La technologie la plus importante n'est pas toujours celle dont on parle le plus.
Très souvent, c'est même l'inverse.
Une technologie devient réellement importante lorsque les gens cessent d'y penser et commencent simplement à en dépendre.
Le cloud en est un bon exemple. Les API aussi. Les paiements, l'identité, l'authentification, la cartographie, les données logistiques et de nombreuses autres couches fonctionnent désormais discrètement derrière les produits que nous utilisons chaque jour. La plupart des utilisateurs finaux ne les voient jamais. Pourtant, sans elles, des entreprises entières cessent de fonctionner.
Ce passage du produit à l'infrastructure m'intéresse particulièrement.
L'infrastructure n'est pas forcément spectaculaire. Elle est jugée selon d'autres critères : fiabilité, interopérabilité, confiance et quantité de friction supprimée.
Quand elle fonctionne, elle disparaît.
Quand elle tombe en panne, tout le monde s'en aperçoit.
Cela compte parce que la prochaine génération d'entreprises reposera sur des ensembles toujours plus complexes de données, d'automatisation et d'intelligence artificielle. L'application visible attirera peut-être l'attention, mais sa qualité dépendra des couches qui se trouvent en dessous.
L'IA rend cela encore plus évident.
On se concentre naturellement sur les modèles et les interfaces, alors qu'un système d'IA utile dépend aussi de données propres, de permissions, d'identité, de contexte, de traçabilité et de connexions fiables avec les systèmes dans lesquels le travail se fait réellement.
La même logique s'applique à la mobilité.
Un véhicule devient progressivement un objet de données connecté, alors même que l'industrie n'a pas encore totalement défini comment ces informations doivent être stockées, partagées, vérifiées et fiabilisées tout au long de son cycle de vie. Constructeurs, flottes, réseaux de réparation, assureurs, loueurs et futurs propriétaires interagissent tous avec des fragments du même actif, mais le dossier sous-jacent reste fragmenté.
C'est un problème d'infrastructure classique.
L'opportunité ne consiste pas simplement à créer un tableau de bord de plus. Elle consiste à créer une couche de confiance qui améliore les autres produits, décisions et transactions.
J'ai appris à observer les opportunités technologiques avec cette grille de lecture.
Ce produit résout-il une tâche unique ou peut-il devenir un système dont d'autres dépendent ?
Ajoute-t-il une nouvelle interface ou réduit-il la friction entre des systèmes existants ?
Sa valeur augmente-t-elle à mesure que davantage d'acteurs l'utilisent ?
Peut-il devenir une infrastructure invisible plutôt qu'un outil visible auquel les utilisateurs doivent constamment penser ?
Les meilleures entreprises d'infrastructure ont souvent plusieurs points communs.

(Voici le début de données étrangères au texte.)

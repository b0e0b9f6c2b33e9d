//! Shared Error Types
//!
//! This module defines error types used by both the wire protocol and the
//! server. They represent failures that are the client's fault (bad frames,
//! bad identifiers) rather than server faults.
//!
//! # Error Categories
//!
//! - `SerializationError` - JSON serialization/deserialization failures
//! - `ValidationError` - Data validation failures
//! - `ProtocolError` - Frames that parse but make no sense (unknown events)
//!
//! # Usage
//!
//! ```rust
//! use socialhub::shared::error::SharedError;
//!
//! let error = SharedError::validation("userId", "user identifier is empty");
//! ```
use thiserror::Error;

/// Errors shared by the protocol and server layers
#[derive(Debug, Error, Clone)]
pub enum SharedError {
    /// JSON serialization or deserialization error
    #[error("Serialization error: {message}")]
    SerializationError {
        /// Human-readable error message
        message: String,
    },

    /// Data validation error
    #[error("Validation error in field '{field}': {message}")]
    ValidationError {
        /// The field that failed validation
        field: String,
        /// Human-readable error message
        message: String,
    },

    /// Realtime protocol error
    #[error("Protocol error: {message}")]
    ProtocolError {
        /// Human-readable error message
        message: String,
    },
}

impl SharedError {
    /// Create a new serialization error
    pub fn serialization(message: impl Into<String>) -> Self {
        Self::SerializationError {
            message: message.into(),
        }
    }

    /// Create a new validation error
    pub fn validation(field: impl Into<String>, message: impl Into<String>) -> Self {
        Self::ValidationError {
            field: field.into(),
            message: message.into(),
        }
    }

    /// Create a new protocol error
    pub fn protocol(message: impl Into<String>) -> Self {
        Self::ProtocolError {
            message: message.into(),
        }
    }
}

impl From<serde_json::Error> for SharedError {
    fn from(err: serde_json::Error) -> Self {
        Self::serialization(format!("JSON error: {}", err))
    }
}
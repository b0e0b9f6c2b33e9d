/**
 * Server Initialization
 *
 * This module handles the initialization and setup of the Axum HTTP server.
 *
 * # Initialization Process
 *
 * 1. Connect to the database (startup fails without it)
 * 2. Create application state, including the realtime hub
 * 3. Start background tasks (held-notification sweep)
 * 4. Create the router and start listening
 */

use axum::Router;

use crate::backend::error::BackendError;
use crate::backend::routes::router::create_router;
use crate::backend::server::config::connect_database;
use crate::backend::server::state::AppState;
use crate::shared::AppConfig;

/// Create and configure the Axum application for `app_state`
///
/// Must be called inside a Tokio runtime: the held-notification sweep is
/// spawned here when enabled.
pub fn create_app(app_state: AppState) -> Router<()> {
    if app_state.realtime.spawn_pending_sweeper().is_some() {
        tracing::info!(
            "[Realtime] Holding notifications for offline users for {:?}",
            app_state.config.pending_ttl
        );
    } else {
        tracing::info!("[Realtime] Best-effort delivery, offline notifications are dropped");
    }

    create_router(app_state)
}

/// Connect, bind and serve until Ctrl-C
pub async fn run(config: AppConfig) -> Result<(), BackendError> {
    let pool = match connect_database(&config).await {
        Ok(pool) => pool,
        Err(e) => {
            tracing::error!("Database connection error: {}", e);
            return Err(e);
        }
    };

    let address = config.bind_address();
    let app_state = AppState::new(config, Some(pool));
    let app = create_app(app_state);

    let listener = tokio::net::TcpListener::bind(&address).await?;
    tracing::info!("Server is running on {}", listener.local_addr()?);

    axum::serve(listener, app)
        .with_graceful_shutdown(shutdown_signal())
        .await?;

    tracing::info!("Server stopped");
    Ok(())
}

async fn shutdown_signal() {
    if let Err(e) = tokio::signal::ctrl_c().await {
        tracing::error!("Failed to listen for shutdown signal: {}", e);
        std::future::pending::<()>().await;
    }
    tracing::info!("Shutdown signal received");
}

D'abord, elles résolvent un problème récurrent. L'infrastructure devient précieuse par la fréquence. Si un problème ne se produit qu'une fois par an, l'économie est différente d'un problème intégré à des milliers d'interactions quotidiennes.
Ensuite, la confiance est essentielle. Un système placé sous des décisions critiques ne peut pas être seulement « à peu près fiable ». Il doit gagner la confiance dans le temps.

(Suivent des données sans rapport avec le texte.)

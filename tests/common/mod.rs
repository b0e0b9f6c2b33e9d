//! Common test utilities and helpers
//!
//! This module provides shared utilities for all tests including:
//! - In-process server and `axum-test` fixtures
//! - A small WebSocket client speaking the event protocol
//! - Custom assertion macros

pub mod assertions;
pub mod server;
pub mod ws_client;

// Re-export commonly used utilities
pub use server::*;
pub use ws_client::*;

L'intégration compte autant que l'invention. Une bonne infrastructure remplace rarement tout ce qui l'entoure. Elle relie les systèmes déjà en place et les fait mieux fonctionner ensemble.
Enfin, l'infrastructure compose sa valeur. Une fois qu'une couche est intégrée au workflow, la remplacer devient coûteux. Pas parce que les utilisateurs sont piégés, mais parce que le système est devenu une partie de la manière dont la valeur est créée.
Pour les fondateurs, cela change la manière de penser la défendabilité.
Une belle interface peut être copiée. Une fonctionnalité peut être reproduite. La distribution peut évoluer très vite.
Mais une couche de confiance profondément connectée aux clients, partenaires, données et opérations devient beaucoup plus difficile à remplacer.
Cela ne signifie pas que chaque startup doit chercher à devenir une infrastructure. La plupart ne devraient pas le faire.
Mais lorsque vous construisez une technologie, il vaut la peine de poser une question plus ambitieuse : créez-vous quelque chose que les gens utilisent, ou quelque chose sur lequel d'autres systèmes pourront un jour s'appuyer ?
La prochaine génération de grandes entreprises contiendra les deux.
Je parie qu'une partie des plus précieuses seront précisément les technologies que plus personne ne remarquera, parce qu'elles seront devenues une partie de la fondation.